Potential Evidence:​

  • Roommate group chat screenshots showing shared chores, rent, and multiple tenants.
  • Photos of shared common spaces.
  • Separate financial and CRA records showing independent status. (Our relationship status on tax filings and other IRCC applications was "single" throughout)
  • Relationship timeline and prior refusal from 2021 confirming IRCC itself previously rejected a common-law claim.
  • Testimonies from roommates confirming the non-conjugal and informal nature of Ayaka's stay at 2705 E 57th Ave address.

Also discussing this with a lawyer starting tomorrow, would like to learn about people's experiences in similar cases and how it played out for them.
 

Background:​

  • Sponsor became a permanent resident on October 9, 2024 through Express Entry CEC.
  • We have been in a genuine relationship since 2019, married in February 2025.
  • IRCC issued a Procedural Fairness Letter (PFL) questioning potential misrepresentation, suggesting that we might have met the common-law definition (IRPR 1(1)) before sponsor's PR declaration in 2024.

Key Facts:​

  • Between December 2021 and October 2023, applicant and sponsor resided at a shared student basement with four tenants.
  • Applicant had just returned from Japan and was not a formal resident — she was staying informally (“crashing”) while adjusting to life back in Canada.
  • The household was non-conjugal: no joint lease, bank accounts, tax filings, or exclusive living space.
  • Screenshots of roommate group chats, photos, and context demonstrate that the residence was a shared student environment, not a conjugal household.
  • Their first true conjugal household began under a joint lease starting October 2023.

Our Position:​

  • The couple did not meet IRPR 1(1) requirements (cohabitation + conjugal relationship for 12 months) before October 2024.
  • Declaring common-law status during PR landing would have been factually incorrect and potentially misleading.
  • The decision to declare “single” was therefore truthful and compliant, not deceptive.

Potential Evidence:​

  • Roommate group chat screenshots showing shared chores, rent, and multiple tenants.
  • Photos of shared common spaces.
  • Separate financial and CRA records showing independent status. (Our relationship status on tax filings and other IRCC applications was "single" throughout)
  • Relationship timeline and prior refusal from 2021 confirming IRCC itself previously rejected a common-law claim.
  • Testimonies from roommates confirming the non-conjugal and informal nature of Ayaka's stay at 2705 E 57th Ave address.
Also discussing this with a lawyer starting tomorrow, would like to learn about people's experiences in similar cases and how it played out for them.
Get a really, really good lawyer that specializes in these types of cases.
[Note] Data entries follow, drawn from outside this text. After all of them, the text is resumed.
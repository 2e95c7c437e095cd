use std::fs::{File, OpenOptions};
use std::io::{self, Read, Write};
use std::os::unix::io::AsRawFd;

use log::debug;

use crate::error::{Error, Result};

/// Character device for the board's primary expansion bus.
pub const I2C_DEV_PATH: &str = "/dev/i2c-1";

/// `I2C_SLAVE` ioctl request, from `linux/i2c-dev.h`.
const I2C_SLAVE: libc::c_ulong = 0x0703;

/// Byte-synchronous bus transport.
///
/// One call is one blocking bus transaction; there is no buffering, batching
/// or clock negotiation. Implementations release the underlying device in
/// `Drop`.
pub trait BusTransport: Send {
    /// Address a chip on the bus for subsequent byte exchanges.
    fn select_target(&mut self, address: u8) -> Result<()>;

    /// Transfer one byte to the selected chip.
    fn write_byte(&mut self, value: u8) -> Result<()>;

    /// Transfer one byte from the selected chip.
    fn read_byte(&mut self) -> Result<u8>;
}

/// Linux I2C bus device (`/dev/i2c-1` by default).
///
/// Chip selection is the `I2C_SLAVE` ioctl; byte exchange is one blocking
/// one-byte `read`/`write` on the file descriptor.
pub struct I2cDev {
    file: File,
    target: Option<u8>,
}

impl I2cDev {
    /// Open the default expansion bus device.
    pub fn open() -> Result<Self> {
        Self::open_path(I2C_DEV_PATH)
    }

    /// Open a specific bus device.
    pub fn open_path(path: &str) -> Result<Self> {
        let file = OpenOptions::new()
            .read(true)
            .write(true)
            .open(path)
            .map_err(|source| Error::TransportUnavailable {
                path: path.to_string(),
                source,
            })?;
        debug!("opened bus device {}", path);
        Ok(I2cDev { file, target: None })
    }
}

impl BusTransport for I2cDev {
    fn select_target(&mut self, address: u8) -> Result<()> {
        if self.target == Some(address) {
            return Ok(());
        }
        let ret = unsafe {
            libc::ioctl(self.file.as_raw_fd(), I2C_SLAVE, libc::c_ulong::from(address))
        };
        if ret < 0 {
            return Err(Error::Io(io::Error::last_os_error()));
        }
        self.target = Some(address);
        Ok(())
    }

    fn write_byte(&mut self, value: u8) -> Result<()> {
        if self.target.is_none() {
            return Err(Error::NoTarget);
        }
        self.file.write_all(&[value])?;
        Ok(())
    }

    fn read_byte(&mut self) -> Result<u8> {
        if self.target.is_none() {
            return Err(Error::NoTarget);
        }
        let mut buf = [0u8; 1];
        self.file.read_exact(&mut buf)?;
        Ok(buf[0])
    }
}


#[cfg(test)]
mod tests {
    use super::mock::{MockBus, Xfer};
    use super::*;

    #[test]
    fn mock_records_transactions_in_order() {
        let mut bus = MockBus::new();
        bus.read_queue.push_back(0xa5);
        bus.select_target(0x20).unwrap();
        bus.write_byte(0x41).unwrap();
        assert_eq!(bus.read_byte().unwrap(), 0xa5);
        assert_eq!(
            bus.log,
            vec![Xfer::Select(0x20), Xfer::Write(0x41), Xfer::Read(0xa5)]
        );
    }
}
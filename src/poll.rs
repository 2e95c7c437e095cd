use std::sync::atomic::{AtomicBool, Ordering};
use std::sync::Arc;
use std::thread::{self, JoinHandle};
use std::time::Duration;

use log::debug;

use crate::registry::Registry;

/// Default polling cadence.
pub const POLL_INTERVAL: Duration = Duration::from_millis(10);

/// Background polling loop keeping backend input caches fresh.
///
/// Once per interval the loop asks every backend with a poll capability to
/// refresh its cached pin values. Stopping is cooperative: the flag is
/// checked once per cycle, so the loop shuts down deterministically at
/// process teardown (also on drop).
pub struct Poller {
    stop: Arc<AtomicBool>,
    handle: Option<JoinHandle<()>>,
}

impl Poller {
    /// Spawn the polling thread at the default 10 ms cadence.
    pub fn spawn(registry: Registry) -> Self {
        Self::spawn_with_interval(registry, POLL_INTERVAL)
    }

    /// Spawn the polling thread at a caller-chosen cadence.
    pub fn spawn_with_interval(registry: Registry, interval: Duration) -> Self {
        let stop = Arc::new(AtomicBool::new(false));
        let stop_flag = stop.clone();
        let handle = thread::spawn(move || {
            debug!("polling loop started ({:?} interval)", interval);
            while !stop_flag.load(Ordering::Relaxed) {
                registry.poll_all();
                thread::sleep(interval);
            }
            debug!("polling loop stopped");
        });
        Poller {
            stop,
            handle: Some(handle),
        }
    }

    /// Signal the loop to stop and wait for the in-flight cycle to finish.
    pub fn stop(mut self) {
        self.shutdown();
    }

    fn shutdown(&mut self) {
        self.stop.store(true, Ordering::Relaxed);
        if let Some(handle) = self.handle.take() {
            let _ = handle.join();
        }
    }
}

impl Drop for Poller {
    fn drop(&mut self) {
        self.shutdown();
    }
}
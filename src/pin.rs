/// Specifies the direction of a GPI pin.
///
/// * `Input` - the pin is read (default for every freshly registered pin)
/// * `Output` - the pin is driven
#[derive(Debug, PartialEq, Eq, Copy, Clone, Default)]
pub enum Direction {
    #[default]
    Input,
    Output,
}

impl Direction {
    /// Function-select code written into the native controller's FSEL field.
    pub(crate) fn fsel_code(self) -> u32 {
        match self {
            Direction::Input => 0,
            Direction::Output => 1,
        }
    }
}

/// Internal resistor configuration applied to an input pin.
#[derive(Debug, PartialEq, Eq, Copy, Clone, Default)]
pub enum Pull {
    #[default]
    Off,
    Down,
    Up,
}

impl Pull {
    /// Two-bit code written into the native controller's GPPUD register.
    pub(crate) fn pud_code(self) -> u32 {
        match self {
            Pull::Off => 0,
            Pull::Down => 1,
            Pull::Up => 2,
        }
    }
}

/// One addressable digital line, owned by the backend that created it.
///
/// Holds the last known value, the enabled flag and the configured direction.
/// Disabled pins stay mapped but are skipped by polling and reject writes.
#[derive(Debug, Clone, Copy, Default)]
pub struct Pin {
    pub value: bool,
    pub enabled: bool,
    pub direction: Direction,
    pub pull: Pull,
}
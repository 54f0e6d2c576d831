#![allow(deprecated)]
use assert_cmd::Command;
use predicates::prelude::*;
use tempfile::TempDir;

fn confignav(dir: &TempDir) -> Command {
    let mut cmd = Command::cargo_bin("confignav").unwrap();
    cmd.current_dir(dir.path())
        .env_remove("CONFIG_ID")
        .env_remove("CONFIGNAV_CONFIG")
        .env_remove("CONFIGNAV_BASE_URL")
        .env_remove("RUST_LOG");
    cmd
}

// ---------------------------------------------------------------------------
// confignav resolve
// ---------------------------------------------------------------------------

#[test]
fn resolve_rally_points_at_report() {
    let dir = TempDir::new().unwrap();
    confignav(&dir)
        .args(["resolve", "rally", "-i", "42"])
        .assert()
        .success()
        .stdout("/configs/42/rally_report\n");
}

#[test]
fn resolve_empty_tag_is_config_page() {
    let dir = TempDir::new().unwrap();
    confignav(&dir)
        .args(["resolve", "", "--config-id", "7"])
        .assert()
        .success()
        .stdout("/configs/7\n");
}

#[test]
fn resolve_log_matches_empty_tag() {
    let dir = TempDir::new().unwrap();
    confignav(&dir)
        .args(["resolve", "log", "-i", "7"])
        .assert()
        .success()
        .stdout("/configs/7\n");
}

#[test]
fn resolve_string_id_verbatim() {
    let dir = TempDir::new().unwrap();
    confignav(&dir)
        .args(["resolve", "delete", "-i", "abc"])
        .assert()
        .success()
        .stdout("/configs/abc/delete\n");
}

#[test]
fn resolve_accepts_negative_id() {
    let dir = TempDir::new().unwrap();
    confignav(&dir)
        .args(["resolve", "test", "-i", "-1"])
        .assert()
        .success()
        .stdout("/configs/-1/test\n");
}

#[test]
fn resolve_unknown_tag_prints_nothing() {
    let dir = TempDir::new().unwrap();
    confignav(&dir)
        .args(["resolve", "bogus", "-i", "1"])
        .assert()
        .success()
        .stdout("")
        .stderr(predicate::str::contains("unknown route tag"));
}

#[test]
fn resolve_unknown_tag_strict_fails() {
    let dir = TempDir::new().unwrap();
    confignav(&dir)
        .args(["--strict", "resolve", "bogus", "-i", "1"])
        .assert()
        .failure()
        .stderr(predicate::str::contains("unknown route tag: 'bogus'"));
}

#[test]
fn resolve_reads_id_from_environment() {
    let dir = TempDir::new().unwrap();
    confignav(&dir)
        .env("CONFIG_ID", "15")
        .args(["resolve", "redeploy"])
        .assert()
        .success()
        .stdout("/configs/15/redeploy\n");
}

#[test]
fn resolve_explicit_id_beats_environment() {
    let dir = TempDir::new().unwrap();
    confignav(&dir)
        .env("CONFIG_ID", "15")
        .args(["resolve", "clean", "-i", "16"])
        .assert()
        .success()
        .stdout("/configs/16/clean\n");
}

#[test]
fn resolve_without_any_id_fails() {
    let dir = TempDir::new().unwrap();
    confignav(&dir)
        .args(["resolve", "destroy"])
        .assert()
        .failure()
        .stderr(predicate::str::contains("no config id"));
}

#[test]
fn resolve_json_output() {
    let dir = TempDir::new().unwrap();
    let out = confignav(&dir)
        .args(["--json", "resolve", "full_dump", "-i", "3"])
        .assert()
        .success()
        .get_output()
        .stdout
        .clone();
    let json: serde_json::Value = serde_json::from_slice(&out).unwrap();
    assert_eq!(json["tag"], "full_dump");
    assert_eq!(json["url"], "/configs/3/full_dump");
}

// ---------------------------------------------------------------------------
// settings file
// ---------------------------------------------------------------------------

#[test]
fn settings_file_supplies_base_url_and_id_env() {
    let dir = TempDir::new().unwrap();
    std::fs::write(
        dir.path().join(".confignav.yaml"),
        "base_url: http://cloud-lab:5000/\nid_env: DEPLOY_ID\n",
    )
    .unwrap();

    confignav(&dir)
        .env("DEPLOY_ID", "4")
        .args(["resolve", "admin_openrc"])
        .assert()
        .success()
        .stdout("http://cloud-lab:5000/configs/4/admin_openrc\n");
}

#[test]
fn base_url_flag_overrides_settings_file() {
    let dir = TempDir::new().unwrap();
    std::fs::write(dir.path().join(".confignav.yaml"), "base_url: http://file\n").unwrap();

    confignav(&dir)
        .args(["--base-url", "https://flag", "resolve", "test", "-i", "1"])
        .assert()
        .success()
        .stdout("https://flag/configs/1/test\n");
}

#[test]
fn missing_explicit_settings_file_fails() {
    let dir = TempDir::new().unwrap();
    confignav(&dir)
        .args(["--config", "missing.yaml", "resolve", "test", "-i", "1"])
        .assert()
        .failure()
        .stdout("")
        .stderr(predicate::str::contains("settings file not found: missing.yaml"));
}

#[test]
fn missing_settings_file_from_env_fails() {
    let dir = TempDir::new().unwrap();
    confignav(&dir)
        .env("CONFIGNAV_CONFIG", dir.path().join("typo.yaml"))
        .args(["resolve", "test", "-i", "1"])
        .assert()
        .failure()
        .stderr(predicate::str::contains("settings file not found"));
}

#[test]
fn invalid_settings_file_fails() {
    let dir = TempDir::new().unwrap();
    std::fs::write(dir.path().join(".confignav.yaml"), "base_url: lab\n").unwrap();

    confignav(&dir)
        .args(["resolve", "test", "-i", "1"])
        .assert()
        .failure()
        .stderr(predicate::str::contains("base_url"));
}

// ---------------------------------------------------------------------------
// confignav routes / open
// ---------------------------------------------------------------------------

#[test]
fn routes_table_lists_every_tag() {
    let dir = TempDir::new().unwrap();
    confignav(&dir)
        .arg("routes")
        .assert()
        .success()
        .stdout(predicate::str::contains("/configs/{id}/rally_report"))
        .stdout(predicate::str::contains("run_experiment"))
        .stdout(predicate::str::contains("''"));
}

#[test]
fn routes_json_has_eleven_entries() {
    let dir = TempDir::new().unwrap();
    let out = confignav(&dir)
        .args(["routes", "--json"])
        .assert()
        .success()
        .get_output()
        .stdout
        .clone();
    let json: serde_json::Value = serde_json::from_slice(&out).unwrap();
    assert_eq!(json.as_array().unwrap().len(), 11);
}

#[test]
fn open_unknown_tag_does_not_navigate() {
    let dir = TempDir::new().unwrap();
    confignav(&dir)
        .args(["open", "bogus", "-i", "1"])
        .assert()
        .success()
        .stdout(predicate::str::contains("Opened").not());
}

#[test]
fn routes_with_id_shows_concrete_urls() {
    let dir = TempDir::new().unwrap();
    confignav(&dir)
        .args(["--base-url", "http://lab", "routes", "-i", "5"])
        .assert()
        .success()
        .stdout(predicate::str::contains("http://lab/configs/5/rally_report"))
        .stdout(predicate::str::contains("{id}").not());
}

// ---------------------------------------------------------------------------
// confignav init
// ---------------------------------------------------------------------------

#[test]
fn init_writes_settings_that_later_commands_load() {
    let dir = TempDir::new().unwrap();
    confignav(&dir)
        .args(["--base-url", "http://cloud-lab:5000", "--strict", "init"])
        .assert()
        .success()
        .stdout(predicate::str::contains("Wrote .confignav.yaml"));

    let written = std::fs::read_to_string(dir.path().join(".confignav.yaml")).unwrap();
    assert!(written.contains("http://cloud-lab:5000"));

    confignav(&dir)
        .args(["resolve", "bogus", "-i", "1"])
        .assert()
        .failure()
        .stderr(predicate::str::contains("unknown route tag"));
    confignav(&dir)
        .args(["resolve", "test", "-i", "1"])
        .assert()
        .success()
        .stdout("http://cloud-lab:5000/configs/1/test\n");
}

#[test]
fn init_refuses_to_overwrite_without_force() {
    let dir = TempDir::new().unwrap();
    std::fs::write(dir.path().join(".confignav.yaml"), "strict: true\n").unwrap();

    confignav(&dir)
        .arg("init")
        .assert()
        .failure()
        .stderr(predicate::str::contains("already exists"));
    confignav(&dir).args(["init", "--force"]).assert().success();

    let written = std::fs::read_to_string(dir.path().join(".confignav.yaml")).unwrap();
    assert!(written.contains("strict: false"));
}

#[test]
fn init_writes_to_explicit_config_path() {
    let dir = TempDir::new().unwrap();
    confignav(&dir)
        .args(["--config", "team.yaml", "init"])
        .assert()
        .success();
    assert!(dir.path().join("team.yaml").is_file());

    confignav(&dir)
        .args(["--config", "team.yaml", "resolve", "clean", "-i", "2"])
        .assert()
        .success()
        .stdout("/configs/2/clean\n");
}
use anyhow::Context;
use confignav_core::config::NavConfig;
use confignav_server::ServerSettings;

pub fn run(config: &NavConfig, bind: &str, port: u16, open_browser: bool) -> anyhow::Result<()> {
    let settings = ServerSettings::from(config);
    let rt = tokio::runtime::Runtime::new()?;

    rt.block_on(async move {
        let listener = tokio::net::TcpListener::bind(format!("{bind}:{port}"))
            .await
            .with_context(|| format!("failed to bind {bind}:{port}"))?;
        let actual_port = listener.local_addr()?.port();
        println!(
            "confignav → http://{bind}:{actual_port}/goto  (PID {})",
            std::process::id()
        );

        tokio::select! {
            res = confignav_server::serve_on(settings, listener, open_browser) => res,
            _ = tokio::signal::ctrl_c() => Ok(()),
        }
    })
}
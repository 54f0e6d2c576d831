use crate::error::{NavError, Result};
use std::sync::Mutex;

/// Performs the navigation side effect for a resolved URL.
pub trait Navigator {
    fn navigate_to(&self, url: &str) -> Result<()>;
}

impl<N: Navigator + ?Sized> Navigator for &N {
    fn navigate_to(&self, url: &str) -> Result<()> {
        (**self).navigate_to(url)
    }
}

// ---------------------------------------------------------------------------
// MemoryNavigator
// ---------------------------------------------------------------------------

#[derive(Debug, Default)]
struct Location {
    current: Option<String>,
    history: Vec<String>,
}

/// In-process stand-in for a page location. Every navigation replaces the
/// current location and is appended to the history.
#[derive(Debug, Default)]
pub struct MemoryNavigator {
    inner: Mutex<Location>,
}

impl MemoryNavigator {
    pub fn new() -> Self {
        Self::default()
    }

    /// Start from an existing location. The starting point is not part of the history.
    pub fn at(location: impl Into<String>) -> Self {
        Self {
            inner: Mutex::new(Location {
                current: Some(location.into()),
                history: Vec::new(),
            }),
        }
    }

    pub fn location(&self) -> Option<String> {
        self.inner.lock().ok().and_then(|l| l.current.clone())
    }

    pub fn history(&self) -> Vec<String> {
        self.inner
            .lock()
            .ok()
            .map(|l| l.history.clone())
            .unwrap_or_default()
    }
}

impl Navigator for MemoryNavigator {
    fn navigate_to(&self, url: &str) -> Result<()> {
        let mut loc = self
            .inner
            .lock()
            .map_err(|_| NavError::NavigationFailed("location lock poisoned".to_string()))?;
        loc.current = Some(url.to_string());
        loc.history.push(url.to_string());
        Ok(())
    }
}

// ---------------------------------------------------------------------------
// BrowserNavigator
// ---------------------------------------------------------------------------

/// Opens URLs in the desktop's default browser.
#[derive(Debug, Clone, Copy, Default)]
pub struct BrowserNavigator;

impl Navigator for BrowserNavigator {
    fn navigate_to(&self, url: &str) -> Result<()> {
        tracing::debug!(url, "opening browser");
        open::that(url).map_err(|e| NavError::NavigationFailed(format!("{url}: {e}")))
    }
}
use crate::dispatch::UnmatchedPolicy;
use crate::error::{NavError, Result};
use crate::provider::DEFAULT_ID_ENV;
use serde::{Deserialize, Serialize};
use std::path::Path;

pub const CONFIG_FILE: &str = ".confignav.yaml";

// ---------------------------------------------------------------------------
// NavConfig
// ---------------------------------------------------------------------------

#[derive(Debug, Clone, PartialEq, Serialize, Deserialize)]
pub struct NavConfig {
    /// Origin prepended to every resolved path, e.g. `http://cloud-lab:5000`.
    #[serde(default, skip_serializing_if = "Option::is_none")]
    pub base_url: Option<String>,

    /// Environment variable holding the default config id.
    #[serde(default = "default_id_env")]
    pub id_env: String,

    /// Treat unknown tags as errors instead of ignoring them.
    #[serde(default)]
    pub strict: bool,
}

fn default_id_env() -> String {
    DEFAULT_ID_ENV.to_string()
}

impl Default for NavConfig {
    fn default() -> Self {
        Self {
            base_url: None,
            id_env: default_id_env(),
            strict: false,
        }
    }
}

impl NavConfig {
    /// Load from `path`. A missing file yields the defaults.
    pub fn load(path: &Path) -> Result<Self> {
        if !path.exists() {
            tracing::debug!(path = %path.display(), "no config file, using defaults");
            return Ok(Self::default());
        }
        let data = std::fs::read_to_string(path)?;
        let config: NavConfig = serde_yaml::from_str(&data)?;
        config.validate()?;
        Ok(config)
    }

    pub fn save(&self, path: &Path) -> Result<()> {
        let data = serde_yaml::to_string(self)?;
        std::fs::write(path, data)?;
        Ok(())
    }

    pub fn validate(&self) -> Result<()> {
        if let Some(base) = &self.base_url {
            if !(base.starts_with("http://") || base.starts_with("https://")) {
                return Err(NavError::InvalidConfig(format!(
                    "base_url must start with http:// or https://, got '{base}'"
                )));
            }
        }
        if self.id_env.trim().is_empty() {
            return Err(NavError::InvalidConfig("id_env must not be empty".into()));
        }
        Ok(())
    }

    pub fn unmatched_policy(&self) -> UnmatchedPolicy {
        if self.strict {
            UnmatchedPolicy::Reject
        } else {
            UnmatchedPolicy::Ignore
        }
    }
}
I'd suggest you're in for a tough fight.
-October 1/2023 to October 9/2024 is 375 days (1 year 8 days)
-you confirm being in a serious relationship (despite being refused in 2021 for common law) since 2019. The prior common law application will likely work against your argument you weren't common law when you made your landing.
-Unless she had a place of her own (different address, rent receipts, separate utilities, or a leasing agreement), based on historical applications and available information, IRCC has likely judged the situation correctly and the onus will be on you to prove otherwise.
 
Thanks for replying!

Yes, definitely. Would transparently confirm with our lawyer tomorrow if they have experience handling cases like ours.

I'd like to add that SOWP application was outland, and between 2020/08 to 2021/12 (right before reunification at the student basement) we were in a long distance relationship. When she came back to Canada, we dated but did not live like common-law partners until moving into our own place in 2023/10

- Sponsor's declaration was made on September 17th to be exact.
- The refusal in 2021 was due to IRCC not being satisfied of our CLP despite of a 1 year lease agreement along with other proof submitted under the guidance of a RCIC.
- Due to the prior refusal, we were cautious about claiming common-law partnership due to the non-conjugal nature of our housing arrangement, and were also recommended so by our RCIC on day of declaration.
- She did not have a place of her own and resided in the same student basement informally.
- Except the one SOWP application, all our applications to IRCC were submitted as "single" after the refusal.
 
Get a really, really good lawyer that specializes in these types of cases. I'd suggest you're in for a tough fight.
-October 1/2023 to October 9/2024 is 375 days (1 year 8 days)
-you confirm being in a serious relationship (despite being refused in 2021 for common law) since 2019. The prior common law application will likely work against your argument you weren't common law when you made your landing.
-Unless she had a place of her own (different address, rent receipts, separate utilities, or a leasing agreement), based on historical applications and available information, IRCC has likely judged the situation correctly and the onus will be on you to prove otherwise.
I fully agree with Buletruck. You have been in a relationship (self-admitted) since 2019, and residing continuously together since December 2021. AND solely together in a separate place for over 12 months (Oct1, 23 to Oct x, 24) before becoming a PR. Unlike many, you clearly were AWARE of the common law possibility, since you submitted some kind of common law app in 2021 (no reasonable argument can be made that you were completely unaware - which is usually a losing argument anyway, AFAIK). Your counter about 'we did not live like common law partners' is weak - you were residing together, period.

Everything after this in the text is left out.